It's that time of year ... magnolia trees begin to blossom, another Yankees season starts, spring wardrobes come out of hiding and, oh yes, that other annual ritual we passionately refer to as the upfronts takes place.
Over the years, one consistent prediction that never comes to fruition is the end of the upfronts. For as long as anyone can remember, it's been popular sport by the pundits to bemoan the upfronts, complain that it is outdated and irresponsible, and that it needs to be consigned to history to be referenced in an episode on Mad Men.
I'm not writing the upfronts' obituary just yet. Having bought television time in numerous countries, I can report that with few exceptions, no one is happy with the way TV is sold in their respective markets. While the upfront model isn't perfect, there are few alternatives that stand out. That's not to say we can't improve things -- but more of that in moment.
First, a prediction. Despite a falloff in prime-time ratings, a softening automotive advertising market and concerns about the economy, the network upfronts will take in a relatively healthy slug of revenue -- and advertisers are likely to endure increased CPMs. Not the best news to deliver to our clients at this time, but nonetheless an entirely correct one.

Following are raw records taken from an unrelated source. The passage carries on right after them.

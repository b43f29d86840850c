//! Application state shared across handlers

use auth::AuthState;
use sqlx::PgPool;

use crate::repositories::IdeaRepository;

/// Application state shared across handlers
#[derive(Clone)]
pub struct AppState {
    pub db_pool: PgPool,
    pub idea_repository: IdeaRepository,
    pub auth: AuthState,
}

Why? First, although television isn't as effective as it was, the WGA strike showed us that even when down, TV wasn't easily substitutable. Weekly magazines got a nice bump, and online seemed to benefit, but clients weren't in a position to make wholesale changes to their strategies. Second, in past recessions, clients' brand advertising has tended to be replaced by tactical campaigns. Television, more than print or out-of-home, is an effective medium to drive response, and so remains an important marketing channel. Third, despite double-digit reductions in the networks' 30-second unit prices, these aren't fully compensating the reduction in audiences.
No question that the industry needs to be doing things differently. But I've got two words to add: baby, bathwater.
There's still a lot that's right about the upfronts. First, the marketplace continues to generate a lot of attention and focus on television. CMOs and creative and media execs make a point of attending the presentations, and the media write stories. Preparation for the upfronts ensures television is factored into companies' marketing calendars early. Importantly, the upfronts also help glamorize the medium, which helps differentiate television sales from the practice of selling other commodities, and keeps buyers focused on content quality and results, not just price. Our European counterparts have made the mistake of becoming too price-focused, and TV's share of budgets is dropping versus the U.S. Branding is about creating connections with consumers, and although television is not the only means to project a brand, it remains an important and controllable one for marketers.
Lastly, the inducements to buy early to commit are a benefit. Advertisers and even creative agencies complain that this forces them to commit to television earlier than they wish but, in truth, no one is being forced to buy early.
So what can change? No question, we need to evolve. In my view, the change needs to be shared by the networks and the agencies.
We think there is a need to go beyond straight audience ratings to evaluate schedules. TV ratings alone seem incredibly outmoded in a market where online viewing and digital program extensions are playing an increasingly prominent role, as is the greater emphasis of a show's appeal and the relationship that this has on advertising receptivity. That's the reason Optimedia introduced Content Power Ratings. This system measures the combined size of TV shows across television, the Web and mobile; as well as aggregating PR coverage, buzz and program quality factors into a single metric.
CPM legacy deals. Certain advertisers enjoy lower CPM deals due to historic reasons. As head of an agency that represents challenger brands and early movers in newer categories, I say these should be eliminated. They are anti-competitive and discourage innovators (i.e., new money) from buying television at a time when this should be incentivized. They also remove an artificial competitive advantage that a lot of our clients must shoulder.
It's time to break down the agency silos. TV networks have shown a lot of leadership in the way they've integrated. The lines between editorial and advertising have blurred as the ability to develop brand integrations has emerged. Digital extensions and cross-media properties of TV shows are increasing the engagement value the networks are able to add to brands. Yet in our view, agencies are not utilizing the full potential of these partnerships. That's because the outdated department structure on both the buying and planning levels hinders us from aggregating these opportunities. I won't say we've cracked this problem entirely at my agency, but we are prioritizing how we bring the various functions under the agency into a more fluid and integrated approach to developing communication strategies.
The upfronts are very much here to stay. We just need to keep challenging the way we work with them.
Antony Young is president of Optimedia International U.S.